La obra cumbre de Flaubert, Madame Bovary, gira en torno a tres personajes: Emma, romántica, soñadora e insatisfecha; su marido Charles, bondadoso, conformista y resignado, y el farmacéutico Homais, anticlerical, progresista y arribista, que es el gran vencedor de la novela. En él vertió Flaubert su rencor y su fascinación por la burguesía, y su retrato es tan certero que Homais se ha convertido en uno de los farmacéuticos más famosos del siglo xix.

Flaubert eligió al boticario Homais como prototipo del burgués pseudocientífico y trabajó con tanto acierto su personaje que casi lo convirtió en el protagonista de Madame Bovary, que es el retrato de una mujer insatisfecha pero también la disección y despiece de una clase social, la burguesía francesa de provincias.

Un ajuste de cuentas

Hay muchas lecturas posibles de Madame Bovary, el único éxito de Flaubert: el retrato psicológico de la insatisfacción de una mujer, confinada en el ámbito doméstico y que se evade a través de la exaltación amorosa; la sátira de las formas de vida burguesa; una obra a la vez misógina y misántropa, en la que Flaubert evidencia su desprecio por el hombre y su menosprecio hacia la mujer; una burla de la vida provinciana, asfixiante y rutinaria.
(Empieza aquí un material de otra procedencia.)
use std::sync::{
    Arc,
    atomic::{AtomicBool, Ordering},
};

use crate::domain::{EntityId, SamplePerson, sample_people};

use super::{Filter, MemoryStore, PageRequest, PageStream, RecordStore, StoreError};

/// A seeded store whose single-row operations start failing once `go_down`
/// is called. Paging keeps working so the grid stays populated.
#[derive(Clone)]
pub(crate) struct OutageStore {
    rows: MemoryStore<SamplePerson>,
    down: Arc<AtomicBool>,
}

impl OutageStore {
    pub(crate) fn seeded(count: usize) -> Self {
        Self {
            rows: MemoryStore::seed(sample_people(count)).unwrap(),
            down: Arc::new(AtomicBool::new(false)),
        }
    }

    pub(crate) fn go_down(&self) {
        self.down.store(true, Ordering::SeqCst);
    }

    pub(crate) fn rows(&self) -> &MemoryStore<SamplePerson> {
        &self.rows
    }

    fn check(&self) -> Result<(), StoreError> {
        if self.down.load(Ordering::SeqCst) {
            return Err(StoreError::Unavailable("db down".into()));
        }
        Ok(())
    }
}

impl RecordStore for OutageStore {
    type Entity = SamplePerson;

    fn get_by_id(&self, id: EntityId) -> Result<Option<SamplePerson>, StoreError> {
        self.check()?;
        self.rows.get_by_id(id)
    }

    fn save(&self, record: &SamplePerson) -> Result<SamplePerson, StoreError> {
        self.check()?;
        self.rows.save(record)
    }

    fn delete_by_id(&self, id: EntityId) -> Result<bool, StoreError> {
        self.check()?;
        self.rows.delete_by_id(id)
    }

    fn count(&self) -> Result<usize, StoreError> {
        self.rows.count()
    }

    fn count_matching(&self, filter: &Filter) -> Result<usize, StoreError> {
        self.rows.count_matching(filter)
    }

    fn stream_page(&self, cursor: &PageRequest) -> Result<PageStream<SamplePerson>, StoreError> {
        self.rows.stream_page(cursor)
    }
}
/// Result of projecting the validation rules onto the form's fields.
#[derive(Debug, Clone, PartialEq, Eq)]
pub enum ValidationOutcome {
    Valid,
    Invalid {
        issues: usize,
        global_errors: Vec<String>,
    },
    BuildError {
        message: String,
    },
}

impl ValidationOutcome {
    pub fn is_valid(&self) -> bool {
        matches!(self, ValidationOutcome::Valid)
    }

    pub fn issue_count(&self) -> usize {
        match self {
            ValidationOutcome::Valid => 0,
            ValidationOutcome::Invalid { issues, .. } => *issues,
            ValidationOutcome::BuildError { .. } => 1,
        }
    }
}
//! List Controller: lazy paging over the store, grid columns and the page
//! cache the presentation layer holds.

mod columns;
mod controller;
mod error;
mod window;

pub use columns::{CHECKED, Column, ColumnSource, Columns, UNCHECKED, person_columns};
pub use controller::ListController;
pub use error::ListError;
pub use window::PageWindow;
//! The record store boundary and the in-memory implementation used by the
//! demo and the tests.

mod error;
mod memory;
mod query;

#[cfg(test)]
pub(crate) mod outage;

pub use error::StoreError;
pub use memory::{MemoryStore, Snapshot};
pub use query::{Direction, Filter, PageRequest, PageStream, SortOrder};

use crate::domain::{Entity, EntityId};

/// Persistence operations the views depend on.
///
/// Handles are cheap to clone and every clone addresses the same rows.
pub trait RecordStore: Clone {
    type Entity: Entity;

    fn get_by_id(&self, id: EntityId) -> Result<Option<Self::Entity>, StoreError>;

    /// Insert when the record has no id, otherwise update it if its version
    /// still matches the stored one. Returns the stored copy with its new
    /// identity and version.
    fn save(&self, record: &Self::Entity) -> Result<Self::Entity, StoreError>;

    /// Returns whether a row was removed.
    fn delete_by_id(&self, id: EntityId) -> Result<bool, StoreError>;

    fn count(&self) -> Result<usize, StoreError>;

    fn count_matching(&self, filter: &Filter) -> Result<usize, StoreError>;

    /// Rows of one page, in the cursor's sort order.
    fn stream_page(&self, cursor: &PageRequest) -> Result<PageStream<Self::Entity>, StoreError>;
}
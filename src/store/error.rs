use thiserror::Error;

use crate::domain::EntityId;

#[derive(Error, Debug)]
pub enum StoreError {
    /// Optimistic-lock failure: the row changed or vanished since it was read.
    #[error(
        "record {id} was modified concurrently (expected version {expected}, found {})",
        version_label(.actual)
    )]
    Conflict {
        id: EntityId,
        expected: i32,
        actual: Option<i32>,
    },

    #[error("cannot sort by '{0}': not a stored field")]
    UnknownSortField(String),

    #[error("cannot filter by '{0}': not a stored field")]
    UnknownFilterField(String),

    #[error("page size must be at least 1")]
    InvalidPage,

    #[error("JSON error: {0}")]
    Serialize(#[from] serde_json::Error),

    #[error("store unavailable: {0}")]
    Unavailable(String),
}

impl StoreError {
    pub fn is_conflict(&self) -> bool {
        matches!(self, StoreError::Conflict { .. })
    }
}

fn version_label(version: &Option<i32>) -> String {
    match version {
        Some(version) => version.to_string(),
        None => "none".to_string(),
    }
}
#[cfg(test)]
mod tests {
    use super::*;
    use crate::{
        SessionState,
        domain::{SamplePerson, sample_people},
        notify::Severity,
        store::{MemoryStore, outage::OutageStore},
    };
    use crossterm::event::KeyModifiers;

    fn app(rows: usize) -> MasterDetailApp<MemoryStore<SamplePerson>> {
        let store = MemoryStore::seed(sample_people(rows)).unwrap();
        let session = MasterDetail::with_defaults(store).unwrap();
        let mut app = MasterDetailApp::new(session).unwrap();
        app.sync_window();
        app
    }

    fn press<S: RecordStore>(app: &mut MasterDetailApp<S>, code: KeyCode) {
        app.handle_key(KeyEvent::new(code, KeyModifiers::NONE));
    }

    fn ctrl<S: RecordStore>(app: &mut MasterDetailApp<S>, ch: char) {
        app.handle_key(KeyEvent::new(KeyCode::Char(ch), KeyModifiers::CONTROL));
    }

    #[test]
    fn enter_opens_the_highlighted_row() {
        let mut app = app(5);
        press(&mut app, KeyCode::Down);
        press(&mut app, KeyCode::Enter);
        assert_eq!(app.focus, Focus::Form);
        assert_eq!(app.session.state(), SessionState::Editing);
        assert_eq!(app.session.current_url(), "/master-detail/2/edit");
    }

    #[test]
    fn typing_edits_the_focused_field_and_enter_saves() {
        let mut app = app(3);
        press(&mut app, KeyCode::Enter);
        press(&mut app, KeyCode::Char('!'));
        assert!(app.session.save_enabled());
        press(&mut app, KeyCode::Enter);
        assert_eq!(app.exit.saves, 1);
        assert_eq!(app.session.state(), SessionState::New);
        assert_eq!(app.focus, Focus::Grid);
        assert_eq!(
            app.toast.as_ref().map(|toast| toast.note.message.as_str()),
            Some(crate::notify::SAVED)
        );
        assert!(app.window.rows()[0].first_name.ends_with('!'));
    }

    #[test]
    fn store_outage_is_reported_without_closing_the_ui() {
        let store = OutageStore::seeded(3);
        let session = MasterDetail::with_defaults(store.clone()).unwrap();
        let mut app = MasterDetailApp::new(session).unwrap();
        app.sync_window();
        press(&mut app, KeyCode::Enter);
        press(&mut app, KeyCode::Char('!'));
        store.go_down();

        press(&mut app, KeyCode::Enter);
        assert!(!app.should_quit);
        assert_eq!(app.exit.saves, 0);
        assert_eq!(app.focus, Focus::Form);
        assert_eq!(app.session.state(), SessionState::Editing);
        assert!(app.session.has_unsaved_changes());
        let toast = app.toast.as_ref().map(|toast| &toast.note);
        assert_eq!(toast.map(|note| note.severity), Some(Severity::Error));
        assert!(app.status.message().starts_with("Could not save"));

        ctrl(&mut app, 'd');
        assert!(!app.should_quit);
        assert_eq!(app.exit.deletes, 0);
        assert!(app.status.message().starts_with("Could not delete"));
        assert_eq!(store.rows().count().unwrap(), 3);
    }

    #[test]
    fn quit_with_unsaved_edits_needs_confirmation() {
        let mut app = app(1);
        ctrl(&mut app, 'n');
        press(&mut app, KeyCode::Char('A'));
        ctrl(&mut app, 'q');
        assert!(!app.should_quit);
        assert!(app.exit_armed);
        ctrl(&mut app, 'q');
        assert!(app.should_quit);
    }

    #[test]
    fn row_movement_crosses_page_boundaries() {
        let store = MemoryStore::seed(sample_people(12)).unwrap();
        let session = MasterDetail::new(
            store,
            crate::list::person_columns(),
            crate::nav::RouteTemplate::master_detail().unwrap(),
            crate::nav::SessionHistory::default(),
            crate::ViewOptions::default().with_page_size(5),
        )
        .unwrap();
        let mut app = MasterDetailApp::new(session).unwrap();
        app.sync_window();
        for _ in 0..5 {
            press(&mut app, KeyCode::Down);
        }
        assert_eq!((app.page, app.row), (1, 0));
        for _ in 0..20 {
            press(&mut app, KeyCode::Down);
        }
        assert_eq!((app.page, app.row), (2, 1));
        press(&mut app, KeyCode::Up);
        press(&mut app, KeyCode::Up);
        assert_eq!((app.page, app.row), (1, 4));
    }

    #[test]
    fn filter_prompt_narrows_the_grid() {
        let mut app = app(20);
        press(&mut app, KeyCode::Char('/'));
        for ch in "grace.".chars() {
            press(&mut app, KeyCode::Char(ch));
        }
        press(&mut app, KeyCode::Enter);
        assert!(app.overlay.is_none());
        assert!(!app.window.rows().is_empty());
        assert!(app.window.rows().iter().all(|p| p.first_name == "Grace"));

        press(&mut app, KeyCode::Char('/'));
        press(&mut app, KeyCode::Esc);
        assert_eq!(app.window.total(), 20);
    }

    #[test]
    fn sort_key_sorts_the_highlighted_column() {
        let mut app = app(10);
        press(&mut app, KeyCode::Right);
        press(&mut app, KeyCode::Char('s'));
        let names: Vec<_> = app
            .window
            .rows()
            .iter()
            .map(|p| p.last_name.to_lowercase())
            .collect();
        assert!(names.windows(2).all(|pair| pair[0] <= pair[1]));
        assert!(app.status.message().starts_with("Sorted by lastName"));
    }
}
Éstas son algunas de las lecturas posibles, pero queda todavía otra, que posiblemente sea la más certera: Madame Bovary como un ajuste de cuentas entre Flaubert y sus enemigos: la burguesía en particular y Francia en general, toda una forma de vida que tiene sus orígenes en cuanto Flaubert despreciaba: la religión, las conveniencias, la mojigatería, la ilustración entendida como elogio de las masas, el progresismo. Todo esto repugnaba a Flaubert y sus tres principales novelas (Madame Bovary, La educación sentimental y Bouvard y Pécuchet) son tres andanadas contra una burguesía que le irritaba hasta la náusea.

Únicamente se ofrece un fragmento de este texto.